• PROBLEM TO WORK ON
What lines in the entries hold the string "AuthenticationError"? List them.

[Saved data entries]
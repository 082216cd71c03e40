//! # SortOfRemote NG – vSphere control client
//!
//! Drives vCenter / ESXi through the vim25 SOAP API: sessions, inventory
//! lookup by name, task polling, VM power and resize, snapshots, disks,
//! CD/DVD drives, distributed port groups, custom attributes and datastore
//! file upload.
//!
//! ## Modules
//!
//! - **types** — Shared data structures (config, managed objects, devices, specs)
//! - **error** — Crate-specific error types
//! - **api** — `VimApi`, the seam between managers and the control plane
//! - **xml** / **marshal** — SOAP envelope writing and response decoding
//! - **vsphere** — `SoapClient`, the HTTPS implementation of `VimApi`
//! - **session** — Connect / disconnect / scoped sessions, cookie transform
//! - **task** — Task polling and the bool / Option result conventions
//! - **inventory** — Name lookup, clusters
//! - **vm** — Power, reboot, delete, rename, resize, summaries
//! - **snapshot** — Create, revert, remove, list
//! - **storage** — Virtual disks and CD/DVD drives
//! - **network** — Distributed port groups and NIC wiring
//! - **attributes** — Custom attributes
//! - **transfer** — Datastore upload via `/folder`
//! - **service** — Aggregate facade + shared state alias

pub mod types;
pub mod error;
pub mod api;
pub mod xml;
pub mod marshal;
pub mod vsphere;
pub mod session;
pub mod task;
pub mod inventory;
pub mod vm;
pub mod snapshot;
pub mod storage;
pub mod network;
pub mod attributes;
pub mod transfer;
pub mod service;

pub use api::VimApi;
pub use error::{VsphereError, VsphereErrorKind, VsphereResult};
pub use service::{VsphereService, VsphereServiceState};
pub use session::{connect, disconnect, session_cookie_to_map, with_session};
pub use types::VsphereConfig;
pub use vsphere::SoapClient;
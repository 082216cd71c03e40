//! Error types for the vSphere control client.

use std::fmt;

/// Categorised error kinds.
#[derive(Debug, Clone, PartialEq, Eq)]
pub enum VsphereErrorKind {
    /// Control plane unreachable or session missing
    ConnectionError,
    /// Login rejected (`InvalidLogin`) or session expired
    AuthenticationError,
    /// Managed object, device or snapshot not found
    NotFound,
    /// HTTP status outside the SOAP contract
    ApiError(u16),
    /// SOAP fault or task fault, carrying the vim25 fault type name
    Fault(String),
    /// Task ended in an unexpected state
    TaskError,
    /// XML / cookie / timestamp parse error
    ParseError,
    /// HTTP timeout
    Timeout,
    /// Generic
    Other,
}

/// Crate error type carrying a kind + human-readable message.
#[derive(Debug, Clone)]
pub struct VsphereError {
    pub kind: VsphereErrorKind,
    pub message: String,
}

impl VsphereError {
    pub fn new(kind: VsphereErrorKind, msg: impl Into<String>) -> Self {
        Self { kind, message: msg.into() }
    }

    pub fn connection(msg: impl Into<String>) -> Self {
        Self::new(VsphereErrorKind::ConnectionError, msg)
    }

    pub fn auth(msg: impl Into<String>) -> Self {
        Self::new(VsphereErrorKind::AuthenticationError, msg)
    }

    pub fn not_found(msg: impl Into<String>) -> Self {
        Self::new(VsphereErrorKind::NotFound, msg)
    }

    pub fn api(status: u16, msg: impl Into<String>) -> Self {
        Self::new(VsphereErrorKind::ApiError(status), msg)
    }

    pub fn fault(fault_type: impl Into<String>, msg: impl Into<String>) -> Self {
        Self::new(VsphereErrorKind::Fault(fault_type.into()), msg)
    }

    pub fn parse(msg: impl Into<String>) -> Self {
        Self::new(VsphereErrorKind::ParseError, msg)
    }

    pub fn task(msg: impl Into<String>) -> Self {
        Self::new(VsphereErrorKind::TaskError, msg)
    }

    pub fn timeout(msg: impl Into<String>) -> Self {
        Self::new(VsphereErrorKind::Timeout, msg)
    }

    /// Whether this error is the given vim25 fault (e.g. `CpuHotPlugNotSupported`).
    pub fn is_fault(&self, fault_type: &str) -> bool {
        matches!(&self.kind, VsphereErrorKind::Fault(f) if f == fault_type)
    }
}

impl fmt::Display for VsphereError {
    fn fmt(&self, f: &mut fmt::Formatter<'_>) -> fmt::Result {
        write!(f, "[{:?}] {}", self.kind, self.message)
    }
}

impl std::error::Error for VsphereError {}

impl From<reqwest::Error> for VsphereError {
    fn from(e: reqwest::Error) -> Self {
        if e.is_timeout() {
            Self::timeout(format!("HTTP timeout: {e}"))
        } else if e.is_connect() {
            Self::connection(format!("Connection failed: {e}"))
        } else {
            Self::new(VsphereErrorKind::Other, format!("HTTP error: {e}"))
        }
    }
}

impl From<quick_xml::Error> for VsphereError {
    fn from(e: quick_xml::Error) -> Self {
        Self::parse(format!("XML parse error: {e}"))
    }
}

impl From<url::ParseError> for VsphereError {
    fn from(e: url::ParseError) -> Self {
        Self::parse(format!("Invalid URL: {e}"))
    }
}

/// Convenience alias.
pub type VsphereResult<T> = Result<T, VsphereError>;

#[cfg(test)]
mod tests {
    use super::*;

    #[test]
    fn fault_kind_matches_by_name() {
        let e = VsphereError::fault("CpuHotPlugNotSupported", "hot plug off");
        assert!(e.is_fault("CpuHotPlugNotSupported"));
        assert!(!e.is_fault("InvalidPowerState"));
        assert!(!VsphereError::task("boom").is_fault("CpuHotPlugNotSupported"));
    }

    #[test]
    fn display_includes_kind_and_message() {
        let e = VsphereError::not_found("VM \"web01\" not found");
        assert_eq!(e.to_string(), "[NotFound] VM \"web01\" not found");
    }
}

• FINAL ANSWER
    AuthenticationError,
        Self::new(VsphereErrorKind::AuthenticationError, msg)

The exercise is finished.